Write the whole listing out again, word for word.

★ ★ ★ ★ ★

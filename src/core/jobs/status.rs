use hashlink::LinkedHashMap;
use std::fmt;
use strum::EnumString;

/// Default accounting fields for human readable job information
pub const DEFAULT_INFO_FORMAT: [&str; 6] = [
  "jobid%15",
  "jobname%30",
  "partition",
  "state",
  "elapsed",
  "MaxRss",
];

/// Fields used when only the state of each task matters
pub const STATUS_FORMAT: [&str; 2] = ["jobid", "state"];

/// State of a job (or array task) as reported by the accounting tool
#[derive(Debug, Clone, PartialEq, Eq, Hash, EnumString)]
#[strum(serialize_all = "SCREAMING_SNAKE_CASE")]
pub enum JobState {
  Pending,
  Running,
  Completed,
  Failed,
  Cancelled,
  Timeout,
  OutOfMemory,
  NodeFail,
  Preempted,
  Suspended,
  Requeued,
  #[strum(default)]
  Other(String),
}

impl JobState {
  /// Parse the state column. Suffixes such as `+` in `CANCELLED+` are ignored.
  pub fn parse(raw: &str) -> JobState {
    let trimmed = raw.trim_end_matches('+');
    trimmed
      .parse()
      .unwrap_or_else(|_| JobState::Other(raw.to_string()))
  }

  pub fn as_str(&self) -> &str {
    match self {
      JobState::Pending => "PENDING",
      JobState::Running => "RUNNING",
      JobState::Completed => "COMPLETED",
      JobState::Failed => "FAILED",
      JobState::Cancelled => "CANCELLED",
      JobState::Timeout => "TIMEOUT",
      JobState::OutOfMemory => "OUT_OF_MEMORY",
      JobState::NodeFail => "NODE_FAIL",
      JobState::Preempted => "PREEMPTED",
      JobState::Suspended => "SUSPENDED",
      JobState::Requeued => "REQUEUED",
      JobState::Other(raw) => raw,
    }
  }

  /// True while the scheduler may still run the job
  pub fn is_active(&self) -> bool {
    matches!(self, JobState::Pending | JobState::Running)
  }
}

impl fmt::Display for JobState {
  fn fmt(&self, f: &mut fmt::Formatter<'_>) -> fmt::Result {
    f.write_str(self.as_str())
  }
}

/// One accounting row: the requested fields in order, plus the parsed state
#[derive(Debug, Clone, PartialEq)]
pub struct StatusRow {
  pub fields: Vec<String>,
  pub state: JobState,
}

impl StatusRow {
  pub fn job_id(&self) -> Option<&str> {
    self.fields.first().map(String::as_str)
  }
}

/// Rows reported for a single job handle. Array jobs yield one row per task.
#[derive(Debug, Clone, PartialEq, Default)]
pub struct JobStatuses {
  rows: Vec<StatusRow>,
}

impl JobStatuses {
  pub fn new(rows: Vec<StatusRow>) -> Self {
    JobStatuses { rows }
  }

  pub fn rows(&self) -> &[StatusRow] {
    &self.rows
  }

  pub fn is_empty(&self) -> bool {
    self.rows.is_empty()
  }

  pub fn any(&self, state: &JobState) -> bool {
    self.rows.iter().any(|row| &row.state == state)
  }

  /// Vacuously true when there are no rows. Check [`JobStatuses::is_empty`]
  /// before relying on it.
  pub fn all(&self, state: &JobState) -> bool {
    self.rows.iter().all(|row| &row.state == state)
  }

  pub fn any_active(&self) -> bool {
    self.rows.iter().any(|row| row.state.is_active())
  }

  pub fn states(&self) -> Vec<JobState> {
    self.rows.iter().map(|row| row.state.clone()).collect()
  }

  /// Count of rows per state, in order of first appearance
  pub fn summary(&self) -> LinkedHashMap<JobState, usize> {
    let mut counts = LinkedHashMap::new();
    for row in &self.rows {
      // `entry` would move an existing key to the back
      if let Some(count) = counts.get_mut(&row.state) {
        *count += 1;
      } else {
        counts.insert(row.state.clone(), 1);
      }
    }
    counts
  }
}

/// Index of the state column among the requested accounting fields
pub fn state_column(fields: &[&str]) -> Option<usize> {
  fields.iter().position(|field| {
    let name = field.split('%').next().unwrap_or(field);
    name.eq_ignore_ascii_case("state")
  })
}

/// Parse header-less accounting output into status rows.
/// Rows whose first field contains `+` (heterogeneous job components) are skipped.
pub fn parse_status_rows(output: &str, fields: &[&str]) -> JobStatuses {
  let state_index = state_column(fields);
  let rows = output
    .lines()
    .filter_map(|line| {
      let columns: Vec<String> = line.split_whitespace().map(str::to_string).collect();
      let first = columns.first()?;
      if first.contains('+') {
        return None;
      }
      let state = match state_index.and_then(|i| columns.get(i)) {
        Some(raw) => JobState::parse(raw),
        None => JobState::Other(String::new()),
      };
      Some(StatusRow {
        fields: columns,
        state,
      })
    })
    .collect();
  JobStatuses::new(rows)
}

★ ★ ★ ★ ★

## Answer space
filename src/core/jobs/status.rs
use hashlink::LinkedHashMap;
use std::fmt;
use strum::EnumString;

/// Default accounting fields for human readable job information
pub const DEFAULT_INFO_FORMAT: [&str; 6] = [
  "jobid%15",
  "jobname%30",
  "partition",
  "state",
  "elapsed",
  "MaxRss",
];

/// Fields used when only the state of each task matters
pub const STATUS_FORMAT: [&str; 2] = ["jobid", "state"];

/// State of a job (or array task) as reported by the accounting tool
#[derive(Debug, Clone, PartialEq, Eq, Hash, EnumString)]
#[strum(serialize_all = "SCREAMING_SNAKE_CASE")]
pub enum JobState {
  Pending,
  Running,
  Completed,
  Failed,
  Cancelled,
  Timeout,
  OutOfMemory,
  NodeFail,
  Preempted,
  Suspended,
  Requeued,
  #[strum(default)]
  Other(String),
}

impl JobState {
  /// Parse the state column. Suffixes such as `+` in `CANCELLED+` are ignored.
  pub fn parse(raw: &str) -> JobState {
    let trimmed = raw.trim_end_matches('+');
    trimmed
      .parse()
      .unwrap_or_else(|_| JobState::Other(raw.to_string()))
  }

  pub fn as_str(&self) -> &str {
    match self {
      JobState::Pending => "PENDING",
      JobState::Running => "RUNNING",
      JobState::Completed => "COMPLETED",
      JobState::Failed => "FAILED",
      JobState::Cancelled => "CANCELLED",
      JobState::Timeout => "TIMEOUT",
      JobState::OutOfMemory => "OUT_OF_MEMORY",
      JobState::NodeFail => "NODE_FAIL",
      JobState::Preempted => "PREEMPTED",
      JobState::Suspended => "SUSPENDED",
      JobState::Requeued => "REQUEUED",
      JobState::Other(raw) => raw,
    }
  }

  /// True while the scheduler may still run the job
  pub fn is_active(&self) -> bool {
    matches!(self, JobState::Pending | JobState::Running)
  }
}

impl fmt::Display for JobState {
  fn fmt(&self, f: &mut fmt::Formatter<'_>) -> fmt::Result {
    f.write_str(self.as_str())
  }
}

/// One accounting row: the requested fields in order, plus the parsed state
#[derive(Debug, Clone, PartialEq)]
pub struct StatusRow {
  pub fields: Vec<String>,
  pub state: JobState,
}

impl StatusRow {
  pub fn job_id(&self) -> Option<&str> {
    self.fields.first().map(String::as_str)
  }
}

/// Rows reported for a single job handle. Array jobs yield one row per task.
#[derive(Debug, Clone, PartialEq, Default)]
pub struct JobStatuses {
  rows: Vec<StatusRow>,
}

impl JobStatuses {
  pub fn new(rows: Vec<StatusRow>) -> Self {
    JobStatuses { rows }
  }

  pub fn rows(&self) -> &[StatusRow] {
    &self.rows
  }

  pub fn is_empty(&self) -> bool {
    self.rows.is_empty()
  }

  pub fn any(&self, state: &JobState) -> bool {
    self.rows.iter().any(|row| &row.state == state)
  }

  /// Vacuously true when there are no rows. Check [`JobStatuses::is_empty`]
  /// before relying on it.
  pub fn all(&self, state: &JobState) -> bool {
    self.rows.iter().all(|row| &row.state == state)
  }

  pub fn any_active(&self) -> bool {
    self.rows.iter().any(|row| row.state.is_active())
  }

  pub fn states(&self) -> Vec<JobState> {
    self.rows.iter().map(|row| row.state.clone()).collect()
  }

  /// Count of rows per state, in order of first appearance
  pub fn summary(&self) -> LinkedHashMap<JobState, usize> {
    let mut counts = LinkedHashMap::new();
    for row in &self.rows {
      // `entry` would move an existing key to the back
      if let Some(count) = counts.get_mut(&row.state) {
        *count += 1;
      } else {
        counts.insert(row.state.clone(), 1);
      }
    }
    counts
  }
}

/// Index of the state column among the requested accounting fields
pub fn state_column(fields: &[&str]) -> Option<usize> {
  fields.iter().position(|field| {
    let name = field.split('%').next().unwrap_or(field);
    name.eq_ignore_ascii_case("state")
  })
}

/// Parse header-less accounting output into status rows.
/// Rows whose first field contains `+` (heterogeneous job components) are skipped.
pub fn parse_status_rows(output: &str, fields: &[&str]) -> JobStatuses {
  let state_index = state_column(fields);
  let rows = output
    .lines()
    .filter_map(|line| {
      let columns: Vec<String> = line.split_whitespace().map(str::to_string).collect();
      let first = columns.first()?;
      if first.contains('+') {
        return None;
      }
      let state = match state_index.and_then(|i| columns.get(i)) {
        Some(raw) => JobState::parse(raw),
        None => JobState::Other(String::new()),
      };
      Some(StatusRow {
        fields: columns,
        state,
      })
    })
    .collect();
  JobStatuses::new(rows)
}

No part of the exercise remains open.